• [Data supplied]
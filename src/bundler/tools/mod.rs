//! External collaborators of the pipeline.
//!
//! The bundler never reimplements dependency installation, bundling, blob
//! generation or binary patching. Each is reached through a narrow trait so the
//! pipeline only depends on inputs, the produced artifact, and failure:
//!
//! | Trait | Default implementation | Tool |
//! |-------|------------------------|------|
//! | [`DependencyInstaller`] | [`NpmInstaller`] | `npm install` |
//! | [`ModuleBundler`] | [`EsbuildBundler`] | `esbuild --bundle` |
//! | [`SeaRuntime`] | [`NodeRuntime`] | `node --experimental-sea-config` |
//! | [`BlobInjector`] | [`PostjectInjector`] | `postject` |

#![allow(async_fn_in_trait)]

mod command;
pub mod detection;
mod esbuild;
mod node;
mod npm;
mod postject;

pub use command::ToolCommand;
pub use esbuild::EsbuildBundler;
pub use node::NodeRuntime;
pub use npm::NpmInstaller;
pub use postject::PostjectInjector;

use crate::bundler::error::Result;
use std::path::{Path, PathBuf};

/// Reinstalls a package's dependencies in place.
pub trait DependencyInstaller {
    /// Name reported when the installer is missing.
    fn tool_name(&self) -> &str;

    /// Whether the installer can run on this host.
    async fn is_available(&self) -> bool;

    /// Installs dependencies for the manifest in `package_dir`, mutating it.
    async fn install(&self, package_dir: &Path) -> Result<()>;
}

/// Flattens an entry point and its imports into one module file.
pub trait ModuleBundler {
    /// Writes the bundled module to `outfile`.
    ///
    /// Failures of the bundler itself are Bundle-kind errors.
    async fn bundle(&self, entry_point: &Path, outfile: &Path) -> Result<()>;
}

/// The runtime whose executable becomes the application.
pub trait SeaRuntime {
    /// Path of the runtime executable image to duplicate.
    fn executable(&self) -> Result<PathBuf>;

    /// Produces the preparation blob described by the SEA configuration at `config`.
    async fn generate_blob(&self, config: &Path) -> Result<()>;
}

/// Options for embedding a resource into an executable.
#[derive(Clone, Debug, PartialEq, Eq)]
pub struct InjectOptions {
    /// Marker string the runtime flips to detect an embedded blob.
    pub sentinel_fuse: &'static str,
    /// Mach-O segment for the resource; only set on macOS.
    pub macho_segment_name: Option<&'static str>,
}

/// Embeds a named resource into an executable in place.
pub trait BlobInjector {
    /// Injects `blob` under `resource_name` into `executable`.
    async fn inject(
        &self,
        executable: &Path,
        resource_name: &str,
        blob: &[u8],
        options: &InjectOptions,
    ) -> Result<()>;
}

• [Task item] Exactly the lines from the one holding "Writes the bundled" through the end of the data are to be repeated, with both ends included.

• [Reply to the exercise]
    /// Writes the bundled module to `outfile`.
    ///
    /// Failures of the bundler itself are Bundle-kind errors.
    async fn bundle(&self, entry_point: &Path, outfile: &Path) -> Result<()>;
}

/// The runtime whose executable becomes the application.
pub trait SeaRuntime {
    /// Path of the runtime executable image to duplicate.
    fn executable(&self) -> Result<PathBuf>;

    /// Produces the preparation blob described by the SEA configuration at `config`.
    async fn generate_blob(&self, config: &Path) -> Result<()>;
}

/// Options for embedding a resource into an executable.
#[derive(Clone, Debug, PartialEq, Eq)]
pub struct InjectOptions {
    /// Marker string the runtime flips to detect an embedded blob.
    pub sentinel_fuse: &'static str,
    /// Mach-O segment for the resource; only set on macOS.
    pub macho_segment_name: Option<&'static str>,
}

/// Embeds a named resource into an executable in place.
pub trait BlobInjector {
    /// Injects `blob` under `resource_name` into `executable`.
    async fn inject(
        &self,
        executable: &Path,
        resource_name: &str,
        blob: &[u8],
        options: &InjectOptions,
    ) -> Result<()>;
}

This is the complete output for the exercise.